Segment Start: Material supplied
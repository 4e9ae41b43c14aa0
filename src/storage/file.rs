//! File-backed action store.
//!
//! The whole queue lives in one JSON document. Every mutation rewrites the
//! document to a sibling temp file, flushes it to disk, renames it over the
//! original and flushes the directory entry. A crash or power loss mid-write
//! leaves either the old or the new contents on disk, never a torn file.

use super::store::ActionStore;
use crate::queue::types::{ActionId, ActionType, QueuedAction, now_ms};

use anyhow::{Context, Result};
use serde::{Deserialize, Serialize};
use std::collections::BTreeMap;
use std::fs::File;
use std::io::Write;
use std::path::{Path, PathBuf};
use std::sync::Mutex;

/// On-disk layout. `next_id` is persisted so ids are never reused after a restart.
#[derive(Debug, Default, Serialize, Deserialize)]
struct StoreDocument {
    next_id: u64,
    actions: Vec<QueuedAction>,
}

struct StoreState {
    next_id: u64,
    actions: BTreeMap<ActionId, QueuedAction>,
    closed: bool,
}

pub struct FileStore {
    path: PathBuf,
    state: Mutex<StoreState>,
}

impl FileStore {
    /// Opens the store at `path`, creating parent directories as needed.
    ///
    /// A missing file is an empty queue. A file that is empty or does not parse
    /// is an error rather than being silently treated as an empty queue.
    pub fn open(path: impl AsRef<Path>) -> Result<Self> {
        let path = path.as_ref().to_path_buf();

        if let Some(parent) = path.parent() {
            if !parent.as_os_str().is_empty() {
                std::fs::create_dir_all(parent)
                    .with_context(|| format!("Failed to create {}", parent.display()))?;
            }
        }

        let document = if path.exists() {
            let raw = std::fs::read(&path)
                .with_context(|| format!("Failed to read action store {}", path.display()))?;
            if raw.is_empty() {
                return Err(anyhow::anyhow!(
                    "Action store {} is empty; refusing to reset the queue",
                    path.display()
                ));
            }
            serde_json::from_slice::<StoreDocument>(&raw)
                .with_context(|| format!("Corrupt action store {}", path.display()))?
        } else {
            StoreDocument::default()
        };

        let actions: BTreeMap<ActionId, QueuedAction> = document
            .actions
            .into_iter()
            .map(|action| (action.id, action))
            .collect();

        // Guard against a hand-edited file whose counter lags behind its contents.
        let highest = actions.keys().next_back().map(|id| id.0).unwrap_or(0);
        let next_id = document.next_id.max(highest + 1).max(1);

        tracing::info!(
            "Opened action store {} ({} pending, next id {})",
            path.display(),
            actions.len(),
            next_id
        );

        Ok(Self {
            path,
            state: Mutex::new(StoreState {
                next_id,
                actions,
                closed: false,
            }),
        })
    }

    pub fn path(&self) -> &Path {
        &self.path
    }

    fn lock(&self) -> Result<std::sync::MutexGuard<'_, StoreState>> {
        let state = self
            .state
            .lock()
            .map_err(|_| anyhow::anyhow!("Action store lock poisoned"))?;
        if state.closed {
            return Err(anyhow::anyhow!("Action store is closed"));
        }
        Ok(state)
    }

    fn persist(&self, state: &StoreState) -> Result<()> {
        let document = StoreDocument {
            next_id: state.next_id,
            actions: state.actions.values().cloned().collect(),
        };
        let bytes = serde_json::to_vec_pretty(&document)?;

        let mut tmp = self.path.clone().into_os_string();
        tmp.push(".tmp");
        let tmp = PathBuf::from(tmp);

        let mut file = File::create(&tmp)
            .with_context(|| format!("Failed to create {}", tmp.display()))?;
        file.write_all(&bytes)
            .with_context(|| format!("Failed to write {}", tmp.display()))?;
        file.sync_all()
            .with_context(|| format!("Failed to flush {}", tmp.display()))?;
        drop(file);

        std::fs::rename(&tmp, &self.path)
            .with_context(|| format!("Failed to replace {}", self.path.display()))?;
        sync_parent_dir(&self.path);
        Ok(())
    }
}

/// Makes the rename itself durable. Not every platform lets a directory be
/// opened for syncing, so failures are only logged.
fn sync_parent_dir(path: &Path) {
    let Some(parent) = path.parent() else {
        return;
    };
    let parent = if parent.as_os_str().is_empty() {
        Path::new(".")
    } else {
        parent
    };

    if let Err(e) = File::open(parent).and_then(|dir| dir.sync_all()) {
        tracing::trace!("Could not sync directory {}: {}", parent.display(), e);
    }
}

impl ActionStore for FileStore {
    fn insert(&self, action_type: ActionType, payload: serde_json::Value) -> Result<QueuedAction> {
        let mut state = self.lock()?;

        let id = ActionId(state.next_id);
        let action = QueuedAction {
            id,
            action_type,
            payload,
            enqueued_at: now_ms(),
            retry_count: 0,
        };
        state.next_id += 1;
        state.actions.insert(id, action.clone());

        if let Err(e) = self.persist(&state) {
            // Roll back the in-memory view so it keeps matching the disk. The id
            // stays consumed.
            state.actions.remove(&id);
            return Err(e);
        }

        Ok(action)
    }

    fn get_all(&self) -> Result<Vec<QueuedAction>> {
        let state = self.lock()?;
        Ok(state.actions.values().cloned().collect())
    }

    fn get(&self, id: ActionId) -> Result<Option<QueuedAction>> {
        let state = self.lock()?;
        Ok(state.actions.get(&id).cloned())
    }

    fn update(&self, action: &QueuedAction) -> Result<()> {
        let mut state = self.lock()?;

        let previous = match state.actions.get_mut(&action.id) {
            Some(entry) => std::mem::replace(entry, action.clone()),
            None => return Err(anyhow::anyhow!("Action {} not found", action.id)),
        };

        if let Err(e) = self.persist(&state) {
            state.actions.insert(action.id, previous);
            return Err(e);
        }
        Ok(())
    }

    fn delete(&self, id: ActionId) -> Result<()> {
        let mut state = self.lock()?;

        let Some(previous) = state.actions.remove(&id) else {
            return Ok(());
        };

        if let Err(e) = self.persist(&state) {
            state.actions.insert(id, previous);
            return Err(e);
        }
        Ok(())
    }

    fn clear(&self) -> Result<()> {
        let mut state = self.lock()?;

        let previous = std::mem::take(&mut state.actions);
        if let Err(e) = self.persist(&state) {
            state.actions = previous;
            return Err(e);
        }
        Ok(())
    }

    fn close(&self) -> Result<()> {
        let mut state = self
            .state
            .lock()
            .map_err(|_| anyhow::anyhow!("Action store lock poisoned"))?;
        if state.closed {
            return Ok(());
        }

        self.persist(&state)?;
        state.closed = true;

        tracing::info!("Closed action store {}", self.path.display());
        Ok(())
    }
}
Segment End: Material supplied
Go through the records above and set each one down exactly, please.

repository 4e9ae41b43c14aa0
filename src/storage/file.rs
//! File-backed action store.
//!
//! The whole queue lives in one JSON document. Every mutation rewrites the
//! document to a sibling temp file, flushes it to disk, renames it over the
//! original and flushes the directory entry. A crash or power loss mid-write
//! leaves either the old or the new contents on disk, never a torn file.

use super::store::ActionStore;
use crate::queue::types::{ActionId, ActionType, QueuedAction, now_ms};

use anyhow::{Context, Result};
use serde::{Deserialize, Serialize};
use std::collections::BTreeMap;
use std::fs::File;
use std::io::Write;
use std::path::{Path, PathBuf};
use std::sync::Mutex;

/// On-disk layout. `next_id` is persisted so ids are never reused after a restart.
#[derive(Debug, Default, Serialize, Deserialize)]
struct StoreDocument {
    next_id: u64,
    actions: Vec<QueuedAction>,
}

struct StoreState {
    next_id: u64,
    actions: BTreeMap<ActionId, QueuedAction>,
    closed: bool,
}

pub struct FileStore {
    path: PathBuf,
    state: Mutex<StoreState>,
}

impl FileStore {
    /// Opens the store at `path`, creating parent directories as needed.
    ///
    /// A missing file is an empty queue. A file that is empty or does not parse
    /// is an error rather than being silently treated as an empty queue.
    pub fn open(path: impl AsRef<Path>) -> Result<Self> {
        let path = path.as_ref().to_path_buf();

        if let Some(parent) = path.parent() {
            if !parent.as_os_str().is_empty() {
                std::fs::create_dir_all(parent)
                    .with_context(|| format!("Failed to create {}", parent.display()))?;
            }
        }

        let document = if path.exists() {
            let raw = std::fs::read(&path)
                .with_context(|| format!("Failed to read action store {}", path.display()))?;
            if raw.is_empty() {
                return Err(anyhow::anyhow!(
                    "Action store {} is empty; refusing to reset the queue",
                    path.display()
                ));
            }
            serde_json::from_slice::<StoreDocument>(&raw)
                .with_context(|| format!("Corrupt action store {}", path.display()))?
        } else {
            StoreDocument::default()
        };

        let actions: BTreeMap<ActionId, QueuedAction> = document
            .actions
            .into_iter()
            .map(|action| (action.id, action))
            .collect();

        // Guard against a hand-edited file whose counter lags behind its contents.
        let highest = actions.keys().next_back().map(|id| id.0).unwrap_or(0);
        let next_id = document.next_id.max(highest + 1).max(1);

        tracing::info!(
            "Opened action store {} ({} pending, next id {})",
            path.display(),
            actions.len(),
            next_id
        );

        Ok(Self {
            path,
            state: Mutex::new(StoreState {
                next_id,
                actions,
                closed: false,
            }),
        })
    }

    pub fn path(&self) -> &Path {
        &self.path
    }

    fn lock(&self) -> Result<std::sync::MutexGuard<'_, StoreState>> {
        let state = self
            .state
            .lock()
            .map_err(|_| anyhow::anyhow!("Action store lock poisoned"))?;
        if state.closed {
            return Err(anyhow::anyhow!("Action store is closed"));
        }
        Ok(state)
    }

    fn persist(&self, state: &StoreState) -> Result<()> {
        let document = StoreDocument {
            next_id: state.next_id,
            actions: state.actions.values().cloned().collect(),
        };
        let bytes = serde_json::to_vec_pretty(&document)?;

        let mut tmp = self.path.clone().into_os_string();
        tmp.push(".tmp");
        let tmp = PathBuf::from(tmp);

        let mut file = File::create(&tmp)
            .with_context(|| format!("Failed to create {}", tmp.display()))?;
        file.write_all(&bytes)
            .with_context(|| format!("Failed to write {}", tmp.display()))?;
        file.sync_all()
            .with_context(|| format!("Failed to flush {}", tmp.display()))?;
        drop(file);

        std::fs::rename(&tmp, &self.path)
            .with_context(|| format!("Failed to replace {}", self.path.display()))?;
        sync_parent_dir(&self.path);
        Ok(())
    }
}

/// Makes the rename itself durable. Not every platform lets a directory be
/// opened for syncing, so failures are only logged.
fn sync_parent_dir(path: &Path) {
    let Some(parent) = path.parent() else {
        return;
    };
    let parent = if parent.as_os_str().is_empty() {
        Path::new(".")
    } else {
        parent
    };

    if let Err(e) = File::open(parent).and_then(|dir| dir.sync_all()) {
        tracing::trace!("Could not sync directory {}: {}", parent.display(), e);
    }
}

impl ActionStore for FileStore {
    fn insert(&self, action_type: ActionType, payload: serde_json::Value) -> Result<QueuedAction> {
        let mut state = self.lock()?;

        let id = ActionId(state.next_id);
        let action = QueuedAction {
            id,
            action_type,
            payload,
            enqueued_at: now_ms(),
            retry_count: 0,
        };
        state.next_id += 1;
        state.actions.insert(id, action.clone());

        if let Err(e) = self.persist(&state) {
            // Roll back the in-memory view so it keeps matching the disk. The id
            // stays consumed.
            state.actions.remove(&id);
            return Err(e);
        }

        Ok(action)
    }

    fn get_all(&self) -> Result<Vec<QueuedAction>> {
        let state = self.lock()?;
        Ok(state.actions.values().cloned().collect())
    }

    fn get(&self, id: ActionId) -> Result<Option<QueuedAction>> {
        let state = self.lock()?;
        Ok(state.actions.get(&id).cloned())
    }

    fn update(&self, action: &QueuedAction) -> Result<()> {
        let mut state = self.lock()?;

        let previous = match state.actions.get_mut(&action.id) {
            Some(entry) => std::mem::replace(entry, action.clone()),
            None => return Err(anyhow::anyhow!("Action {} not found", action.id)),
        };

        if let Err(e) = self.persist(&state) {
            state.actions.insert(action.id, previous);
            return Err(e);
        }
        Ok(())
    }

    fn delete(&self, id: ActionId) -> Result<()> {
        let mut state = self.lock()?;

        let Some(previous) = state.actions.remove(&id) else {
            return Ok(());
        };

        if let Err(e) = self.persist(&state) {
            state.actions.insert(id, previous);
            return Err(e);
        }
        Ok(())
    }

    fn clear(&self) -> Result<()> {
        let mut state = self.lock()?;

        let previous = std::mem::take(&mut state.actions);
        if let Err(e) = self.persist(&state) {
            state.actions = previous;
            return Err(e);
        }
        Ok(())
    }

    fn close(&self) -> Result<()> {
        let mut state = self
            .state
            .lock()
            .map_err(|_| anyhow::anyhow!("Action store lock poisoned"))?;
        if state.closed {
            return Ok(());
        }

        self.persist(&state)?;
        state.closed = true;

        tracing::info!("Closed action store {}", self.path.display());
        Ok(())
    }
}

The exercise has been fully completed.